The application server is customer-supplied and may already be implemented as part of an existing web site infrastructure. In the context of KeyMaster the application server is responsible for primary authentication of the end-user, for example through a login sequence requiring the user to supply a valid username and password. The components of the application server include the single sign-on system and the KeyMaster Signature Generator.

Signature generator

The Signature Generator runs under the control of the application server behind the single sign-on system. It creates a signed user credentials token; the token is digitally signed (encrypted) using the KeyMaster private key. A Liberator server can use this token to validate an end-user’s login to the server. Learn more about the Liberator authentication process using tokens by looking at tokenauth module for use with KeyMaster.NET.

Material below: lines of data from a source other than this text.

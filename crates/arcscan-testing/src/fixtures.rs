//! Archive fixtures built with the real format crates

use crate::TestDir;
use anyhow::Result;
use flate2::write::GzEncoder;
use flate2::Compression;
use std::fs::File;
use std::io::Write;
use std::path::PathBuf;
use tempfile::TempDir;
use zip::write::SimpleFileOptions;

/// Entries used by the archive builders: (path inside archive, content)
pub const SAMPLE_ENTRIES: &[(&str, &[u8])] = &[
    ("readme.txt", b"read me first"),
    ("docs/guide.md", b"# Guide"),
    ("docs/img/logo.bin", &[0x89, 0x50, 0x4e, 0x47]),
];

/// Writes a zip archive containing `entries`
pub fn create_zip(test_dir: &TestDir, name: &str, entries: &[(&str, &[u8])]) -> Result<PathBuf> {
    let path = test_dir.join(name);
    if let Some(parent) = path.parent() {
        std::fs::create_dir_all(parent)?;
    }

    let mut writer = zip::ZipWriter::new(File::create(&path)?);
    for (entry, content) in entries {
        writer.start_file(*entry, SimpleFileOptions::default())?;
        writer.write_all(content)?;
    }
    writer.finish()?;
    Ok(path)
}

fn tar_bytes(entries: &[(&str, &[u8])]) -> Result<Vec<u8>> {
    let mut builder = tar::Builder::new(Vec::new());
    for (entry, content) in entries {
        let mut header = tar::Header::new_gnu();
        header.set_path(entry)?;
        header.set_size(content.len() as u64);
        header.set_mode(0o644);
        header.set_cksum();
        builder.append(&header, *content)?;
    }
    Ok(builder.into_inner()?)
}

fn gzip_bytes(data: &[u8]) -> Result<Vec<u8>> {
    let mut encoder = GzEncoder::new(Vec::new(), Compression::default());
    encoder.write_all(data)?;
    Ok(encoder.finish()?)
}

/// Writes an uncompressed tar archive containing `entries`
pub fn create_tar(test_dir: &TestDir, name: &str, entries: &[(&str, &[u8])]) -> Result<PathBuf> {
    test_dir.create_file(name, &tar_bytes(entries)?)
}

/// Writes a gzip-compressed tar archive containing `entries`
pub fn create_tar_gz(
    test_dir: &TestDir,
    name: &str,
    entries: &[(&str, &[u8])],
) -> Result<PathBuf> {
    test_dir.create_file(name, &gzip_bytes(&tar_bytes(entries)?)?)
}

/// Writes a single gzip-compressed file
pub fn create_gz(test_dir: &TestDir, name: &str, content: &[u8]) -> Result<PathBuf> {
    test_dir.create_file(name, &gzip_bytes(content)?)
}

/// Writes a 7z archive containing `entries`
pub fn create_7z(test_dir: &TestDir, name: &str, entries: &[(&str, &[u8])]) -> Result<PathBuf> {
    let staging = TempDir::new()?;
    for (entry, content) in entries {
        let path = staging.path().join(entry);
        if let Some(parent) = path.parent() {
            std::fs::create_dir_all(parent)?;
        }
        std::fs::write(path, content)?;
    }

    let path = test_dir.join(name);
    sevenz_rust::compress_to_path(staging.path(), &path)?;
    Ok(path)
}

/// Writes a file with an archive suffix whose content is not an archive
pub fn create_corrupt(test_dir: &TestDir, name: &str) -> Result<PathBuf> {
    test_dir.create_file(name, b"this is not an archive at all")
}

/// Creates a download folder with a mix of pending, extracted and plain entries
///
/// ```text
/// movies.zip            pending
/// photos.zip + photos/  already extracted
/// backup.tar.gz         pending
/// notes.txt             no archive
/// music/song.mp3        no archive (both "music" and "song")
/// ```
pub fn create_download_tree(test_dir: &TestDir) -> Result<()> {
    create_zip(test_dir, "movies.zip", SAMPLE_ENTRIES)?;
    create_zip(test_dir, "photos.zip", SAMPLE_ENTRIES)?;
    test_dir.create_file("photos/readme.txt", b"read me first")?;
    create_tar_gz(test_dir, "backup.tar.gz", SAMPLE_ENTRIES)?;
    test_dir.create_file("notes.txt", b"remember the milk")?;
    test_dir.create_file("music/song.mp3", &[0xff, 0xfb])?;
    Ok(())
}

Key generator (pre-KeyMaster 6.2.0 only)

For older versions of KeyMaster (pre-6.2.0), the Key Generator is a Java application used to create an encryption key pair; one key is the private key and the other is the public key. KeyMaster uses the private key to sign the user credentials token that authenticates a user’s access to the Liberator. The public key is exported to the data provider’s Caplin Liberator for use during the authentication process. The KeyMaster Key Generator can be used to generate key pairs for use with the Java-based Signature Generator. Key pairs can also be generated using third-party tools, such as the OpenSSL key generation commands (see; this is necessary if the Signature Generator is implemented using KeyMaster.NET, or if KeyMaster is to be integrated with a secure key storage hardware module..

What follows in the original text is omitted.